● Given information

//! MinHash signature computation.
//!
//! Each token is hashed once to a 64-bit base value with `xxh64` under the
//! run seed, then pushed through every function of the hash family; each
//! signature slot keeps the minimum value seen. Slots start at
//! [`SENTINEL`], which is also the output for an empty token set.

use std::collections::BTreeSet;

use serde::{Deserialize, Serialize};
use xxhash_rust::xxh64::xxh64;

use crate::coefficients::{CoefficientFamily, XorFamily};
use crate::config::{ConfigError, HashVariant, LshConfig};

/// Unique tokens (e.g. word n-grams) representing one document.
pub type TokenSet = BTreeSet<String>;

/// Initial slot value; a signature made only of sentinels carries no signal.
pub const SENTINEL: u32 = u32::MAX;

/// Fixed-length MinHash signature, one value per hash function.
#[derive(Debug, Clone, PartialEq, Eq, Hash, Serialize, Deserialize)]
#[serde(transparent)]
pub struct Signature(Vec<u32>);

impl Signature {
    pub fn from_values(values: Vec<u32>) -> Self {
        Self(values)
    }

    pub fn values(&self) -> &[u32] {
        &self.0
    }

    pub fn len(&self) -> usize {
        self.0.len()
    }

    pub fn is_empty(&self) -> bool {
        self.0.is_empty()
    }

    /// `true` when every slot still holds [`SENTINEL`], i.e. the document
    /// had no tokens. Such signatures must not back similarity claims.
    pub fn is_degenerate(&self) -> bool {
        self.0.iter().all(|&v| v == SENTINEL)
    }

    pub fn into_values(self) -> Vec<u32> {
        self.0
    }
}

impl AsRef<[u32]> for Signature {
    fn as_ref(&self) -> &[u32] {
        &self.0
    }
}

#[derive(Debug, Clone, PartialEq, Eq)]
enum Family {
    Universal(CoefficientFamily),
    Xor(XorFamily),
}

/// Signs token sets with one frozen hash family.
///
/// The family is generated when the hasher is built and never regenerated,
/// so every signature produced by one hasher is comparable with every other.
/// The hasher is read-only after construction and can be shared across
/// threads.
#[derive(Debug, Clone, PartialEq, Eq)]
pub struct MinHasher {
    family: Family,
    seed: u64,
}

impl MinHasher {
    /// Build a hasher for `signature_length` slots with the given variant.
    pub fn new(signature_length: usize, seed: u64, variant: HashVariant) -> Result<Self, ConfigError> {
        let family = match variant {
            HashVariant::Universal => {
                Family::Universal(CoefficientFamily::generate(signature_length, seed)?)
            }
            HashVariant::Xor => Family::Xor(XorFamily::generate(signature_length, seed)?),
        };
        Ok(Self { family, seed })
    }

    /// Build a hasher from a full run configuration, validating it first.
    pub fn from_config(cfg: &LshConfig) -> Result<Self, ConfigError> {
        cfg.validate()?;
        Self::new(cfg.signature_length, cfg.seed, cfg.variant)
    }

    /// Build a universal hasher around an already generated family.
    pub fn with_family(family: CoefficientFamily) -> Self {
        let seed = family.seed();
        Self {
            family: Family::Universal(family),
            seed,
        }
    }

    pub fn signature_length(&self) -> usize {
        match &self.family {
            Family::Universal(f) => f.len(),
            Family::Xor(f) => f.len(),
        }
    }

    pub fn seed(&self) -> u64 {
        self.seed
    }

    pub fn variant(&self) -> HashVariant {
        match self.family {
            Family::Universal(_) => HashVariant::Universal,
            Family::Xor(_) => HashVariant::Xor,
        }
    }

    /// The universal coefficient family, if this hasher uses one.
    pub fn coefficients(&self) -> Option<&CoefficientFamily> {
        match &self.family {
            Family::Universal(f) => Some(f),
            Family::Xor(_) => None,
        }
    }

    /// 64-bit base hash of one token under the run seed.
    #[inline]
    pub fn token_hash(&self, token: &str) -> u64 {
        xxh64(token.as_bytes(), self.seed)
    }

    /// Compute the signature of a token set.
    ///
    /// Duplicate tokens do not change the result. Runs in
    /// `O(|tokens| * signature_length)`.
    pub fn sign<I, S>(&self, tokens: I) -> Signature
    where
        I: IntoIterator<Item = S>,
        S: AsRef<str>,
    {
        let mut slots = vec![SENTINEL; self.signature_length()];
        for token in tokens {
            let base = self.token_hash(token.as_ref());
            match &self.family {
                Family::Universal(family) => {
                    for ((a, b), slot) in family.iter().zip(slots.iter_mut()) {
                        let h = crate::coefficients::universal_hash(a, b, base);
                        if h < *slot {
                            *slot = h;
                        }
                    }
                }
                Family::Xor(family) => {
                    for (index, slot) in slots.iter_mut().enumerate() {
                        let h = family.hash(index, base);
                        if h < *slot {
                            *slot = h;
                        }
                    }
                }
            }
        }
        Signature(slots)
    }
}

#[cfg(test)]
mod tests {
    use super::*;

    fn tokens(items: &[&str]) -> TokenSet {
        items.iter().map(|s| s.to_string()).collect()
    }

    fn positional_agreement(left: &Signature, right: &Signature) -> f64 {
        let same = left
            .values()
            .iter()
            .zip(right.values())
            .filter(|(l, r)| l == r)
            .count();
        same as f64 / left.len() as f64
    }

    #[test]
    fn signature_has_configured_length() {
        for len in [1, 8, 64, 240] {
            let hasher = MinHasher::new(len, 0, HashVariant::Universal).unwrap();
            let sig = hasher.sign(&tokens(&["a", "b", "c"]));
            assert_eq!(sig.len(), len);
        }
    }

    #[test]
    fn empty_token_set_yields_sentinels() {
        let hasher = MinHasher::new(16, 0, HashVariant::Universal).unwrap();
        let sig = hasher.sign(&TokenSet::new());
        assert_eq!(sig.values(), vec![SENTINEL; 16].as_slice());
        assert!(sig.is_degenerate());
    }

    #[test]
    fn non_empty_signature_is_not_degenerate() {
        let hasher = MinHasher::new(16, 0, HashVariant::Universal).unwrap();
        assert!(!hasher.sign(&tokens(&["hello"])).is_degenerate());
    }

    #[test]
    fn signing_is_deterministic_across_hashers() {
        let set = tokens(&["the quick", "quick brown", "brown fox"]);
        let first = MinHasher::new(32, 17, HashVariant::Universal).unwrap();
        let second = MinHasher::new(32, 17, HashVariant::Universal).unwrap();
        assert_eq!(first.sign(&set), second.sign(&set));
    }

    #[test]
    fn different_seeds_produce_different_signatures() {
        let set = tokens(&["a", "b", "c", "d"]);
        let first = MinHasher::new(32, 1, HashVariant::Universal).unwrap();
        let second = MinHasher::new(32, 2, HashVariant::Universal).unwrap();
        assert_ne!(first.sign(&set), second.sign(&set));
    }

    #[test]
    fn duplicates_and_order_do_not_matter() {
        let hasher = MinHasher::new(32, 3, HashVariant::Universal).unwrap();
        let ordered = hasher.sign(["x", "y", "z"]);
        let shuffled = hasher.sign(["z", "x", "y", "x"]);
        assert_eq!(ordered, shuffled);
    }

    #[test]
    fn slot_is_minimum_over_tokens() {
        let hasher = MinHasher::new(8, 5, HashVariant::Universal).unwrap();
        let family = hasher.coefficients().unwrap();
        let words = ["alpha", "beta", "gamma"];
        let sig = hasher.sign(words);
        for (index, &value) in sig.values().iter().enumerate() {
            let expected = words
                .iter()
                .map(|w| family.hash(index, hasher.token_hash(w)))
                .min()
                .unwrap();
            assert_eq!(value, expected);
        }
    }

    #[test]
    fn with_family_matches_generated_hasher() {
        let family = CoefficientFamily::generate(24, 8).unwrap();
        let from_family = MinHasher::with_family(family);
        let generated = MinHasher::new(24, 8, HashVariant::Universal).unwrap();
        let set = tokens(&["one", "two"]);
        assert_eq!(from_family.sign(&set), generated.sign(&set));
        assert_eq!(from_family.seed(), 8);
    }

    #[test]
    fn from_config_validates() {
        let bad = LshConfig::new().with_signature_length(10).with_band_count(3);
        assert!(MinHasher::from_config(&bad).is_err());
        let good = LshConfig::new().with_variant(HashVariant::Xor);
        let hasher = MinHasher::from_config(&good).unwrap();
        assert_eq!(hasher.variant(), HashVariant::Xor);
        assert!(hasher.coefficients().is_none());
        assert_eq!(hasher.signature_length(), 240);
    }

    #[test]
    fn similar_sets_agree_more_than_disjoint_sets() {
        let hasher = MinHasher::new(256, 0, HashVariant::Universal).unwrap();
        let base: TokenSet = (0..200).map(|i| format!("tok{i}")).collect();
        let near: TokenSet = (10..210).map(|i| format!("tok{i}")).collect();
        let far: TokenSet = (1_000..1_200).map(|i| format!("tok{i}")).collect();

        let s_base = hasher.sign(&base);
        let near_score = positional_agreement(&s_base, &hasher.sign(&near));
        let far_score = positional_agreement(&s_base, &hasher.sign(&far));

        // exact Jaccard for `near` is 190 / 210 ~= 0.905
        assert!(near_score > 0.75, "near={near_score}");
        assert!(far_score < 0.1, "far={far_score}");
    }

    #[test]
    fn xor_variant_keeps_similarity_ordering() {
        let hasher = MinHasher::new(256, 0, HashVariant::Xor).unwrap();
        let base: TokenSet = (0..200).map(|i| format!("tok{i}")).collect();
        let near: TokenSet = (10..210).map(|i| format!("tok{i}")).collect();
        let far: TokenSet = (1_000..1_200).map(|i| format!("tok{i}")).collect();

        let s_base = hasher.sign(&base);
        let near_score = positional_agreement(&s_base, &hasher.sign(&near));
        let far_score = positional_agreement(&s_base, &hasher.sign(&far));
        assert!(near_score > far_score);
    }

    #[test]
    fn signature_serializes_as_plain_array() {
        let sig = Signature::from_values(vec![1, 2, 3]);
        assert_eq!(serde_json::to_string(&sig).unwrap(), "[1,2,3]");
        let back: Signature = serde_json::from_str("[1,2,3]").unwrap();
        assert_eq!(back, sig);
    }
}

● Activity
Please transcribe, exactly and with nothing added, the lines from the first line of the material above through the line that contains "i.e. the document".

● Answer area
//! MinHash signature computation.
//!
//! Each token is hashed once to a 64-bit base value with `xxh64` under the
//! run seed, then pushed through every function of the hash family; each
//! signature slot keeps the minimum value seen. Slots start at
//! [`SENTINEL`], which is also the output for an empty token set.

use std::collections::BTreeSet;

use serde::{Deserialize, Serialize};
use xxhash_rust::xxh64::xxh64;

use crate::coefficients::{CoefficientFamily, XorFamily};
use crate::config::{ConfigError, HashVariant, LshConfig};

/// Unique tokens (e.g. word n-grams) representing one document.
pub type TokenSet = BTreeSet<String>;

/// Initial slot value; a signature made only of sentinels carries no signal.
pub const SENTINEL: u32 = u32::MAX;

/// Fixed-length MinHash signature, one value per hash function.
#[derive(Debug, Clone, PartialEq, Eq, Hash, Serialize, Deserialize)]
#[serde(transparent)]
pub struct Signature(Vec<u32>);

impl Signature {
    pub fn from_values(values: Vec<u32>) -> Self {
        Self(values)
    }

    pub fn values(&self) -> &[u32] {
        &self.0
    }

    pub fn len(&self) -> usize {
        self.0.len()
    }

    pub fn is_empty(&self) -> bool {
        self.0.is_empty()
    }

    /// `true` when every slot still holds [`SENTINEL`], i.e. the document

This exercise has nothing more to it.